Lust, by contrast, is much easier to dissemble. It is a good thing that lust does not manifest itself in the size of one's genitalia in the way that gluttony manifests itself in the size of one's gut. Good for the body if not the soul.

I have a nominee in the category of Best Hypocrite in a major film or play. May I let the nominee introduce himself and give us a brief taste of his credentials:

It is as sure as you are Roderigo,
were I the Moor, I would not be Iago.
In following him I follow but myself—
heaven is my judge, not I for love and duty,
but seeming so for my peculiar end.
For when my outward actions doth demonstrate
in compliment extern, ‘tis not long after
but I will wear my heart upon my sleeve
for daws to peck at: I am not what I am.

What Iago shows us or reminds us is that sometimes a hypocrite can conceal a really bad character under the mask of virtue. “Honest” Iago spends four acts of the play convincing Othello that he is a loyal, trustworthy, honorable, and caring subordinate. He is constantly striking the pose of a virtuous man trying to help his general deal with the treachery & infidelity of others.
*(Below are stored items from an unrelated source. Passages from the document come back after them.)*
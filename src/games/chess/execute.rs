//! Applying moves to a board.
//!
//! ## Promotion
//!
//! A pawn reaching the last rank is executed in two phases. `execute_move`
//! lifts the pawn off its source square and records a
//! [`PendingPromotion`]; the destination stays empty and the side to move
//! does not change. `resolve_promotion` then places the chosen piece and
//! completes the turn.

use super::board::{Board, PendingPromotion};
use super::movegen::legal_moves;
use super::types::{Color, Move, MoveKind, Piece, PieceKind, Square};
use crate::core::{InvalidAction, RuleResult};

/// Apply a legal move from `from` to `to`.
///
/// Fails with `InvalidAction` and leaves `board` untouched if a promotion is
/// pending, `from` is empty or holds an opponent piece, or no legal move
/// connects the squares.
pub fn execute_move(board: &Board, from: Square, to: Square) -> RuleResult<Board> {
    if board.pending_promotion.is_some() {
        return Err(InvalidAction::PromotionPending.into());
    }
    let piece = board
        .piece_at(from)
        .ok_or_else(|| InvalidAction::NoPieceAt(from.to_string()))?;
    if piece.color != board.side_to_move {
        return Err(InvalidAction::WrongSideToMove(piece.color.to_string()).into());
    }

    let mv = legal_moves(board, from)
        .into_iter()
        .find(|m| m.to == to)
        .ok_or_else(|| InvalidAction::IllegalMove {
            from: from.to_string(),
            to: to.to_string(),
        })?;

    Ok(apply_unchecked(board, &mv, None))
}

/// Complete a pending promotion with `kind`.
pub fn resolve_promotion(board: &Board, kind: PieceKind) -> RuleResult<Board> {
    let pending = board
        .pending_promotion
        .ok_or(InvalidAction::NoPromotionPending)?;
    if !PieceKind::PROMOTIONS.contains(&kind) {
        return Err(InvalidAction::InvalidPromotionPiece(kind.to_string()).into());
    }

    let mut next = board.clone();
    next.set(pending.square, Some(Piece::new(pending.color, kind)));
    next.pending_promotion = None;
    finish_turn(&mut next);
    Ok(next)
}

/// Apply a generated move without checking legality.
///
/// With `promote_to` set, a promotion is completed in one step; otherwise it
/// is left pending. Legality filtering uses the one-step form.
pub(crate) fn apply_unchecked(board: &Board, mv: &Move, promote_to: Option<PieceKind>) -> Board {
    let mut next = board.clone();
    let Some(piece) = board.piece_at(mv.from) else {
        return next;
    };
    let color = piece.color;
    let captured = board.piece_at(mv.to);

    next.set(mv.from, None);
    next.en_passant = None;

    match mv.kind {
        MoveKind::Normal => next.set(mv.to, Some(piece)),
        MoveKind::DoubleStep => {
            next.set(mv.to, Some(piece));
            next.en_passant = mv.from.offset(0, color.pawn_direction());
        }
        MoveKind::EnPassant => {
            next.set(mv.to, Some(piece));
            next.set(Square::new(mv.to.file, mv.from.rank), None);
        }
        MoveKind::Castle(side) => {
            next.set(mv.to, Some(piece));
            let rook = next.piece_at(side.rook_home(color));
            next.set(side.rook_home(color), None);
            next.set(side.rook_target(color), rook);
        }
        MoveKind::Promotion => match promote_to {
            Some(kind) => next.set(mv.to, Some(Piece::new(color, kind))),
            None => {
                next.set(mv.to, None);
                next.pending_promotion = Some(PendingPromotion {
                    square: mv.to,
                    color,
                });
            }
        },
    }

    if piece.kind == PieceKind::King {
        next.castling.revoke_all(color);
    }
    next.castling.revoke_rook_square(mv.from);
    next.castling.revoke_rook_square(mv.to);

    let is_capture = captured.is_some() || mv.kind == MoveKind::EnPassant;
    if piece.kind == PieceKind::Pawn || is_capture {
        next.halfmove_clock = 0;
    } else {
        next.halfmove_clock += 1;
    }

    if next.pending_promotion.is_none() {
        finish_turn(&mut next);
    }
    next
}

fn finish_turn(board: &mut Board) {
    if board.side_to_move == Color::Black {
        board.fullmove_number += 1;
    }
    board.side_to_move = board.side_to_move.opponent();
}

/// True if neither side can possibly deliver mate: bare kings, a single
/// minor piece against a bare king, or only bishops that all stand on the
/// same square color.
#[must_use]
pub fn insufficient_material(board: &Board) -> bool {
    let mut knights = 0;
    let mut bishops = Vec::new();
    for (sq, piece) in board.pieces() {
        match piece.kind {
            PieceKind::King => {}
            PieceKind::Knight => knights += 1,
            PieceKind::Bishop => bishops.push(sq.is_dark()),
            PieceKind::Pawn | PieceKind::Rook | PieceKind::Queen => return false,
        }
    }

    match (knights, bishops.len()) {
        (0, 0) | (1, 0) | (0, 1) => true,
        (0, _) => bishops.iter().all(|&dark| dark == bishops[0]),
        _ => false,
    }
}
If we can separate parts of a man’s character, I think we would agree that the worst part of Iago’s character is not his hypocrisy, bad as that is, but rather his malevolent and murderous intent toward Cassio and Othello and Desdemona and anyone else he fancies might have slighted him. But Iago’s hypocrisy is certainly tainted and worsened by the evil it is concealing. This is another problem with comparing hypocrisy with other vices. Iago’s hypocrisy is an essential and indispensable part of his villainy, and he would not have had a chance to succeed without it.

(The quote is from Iago’s second speech in the play, Act 1, Scene 1. 56-66. A prize to anyone who can puzzle out the meaning of the counterfactual “were I the Moor, I would not be Iago”.)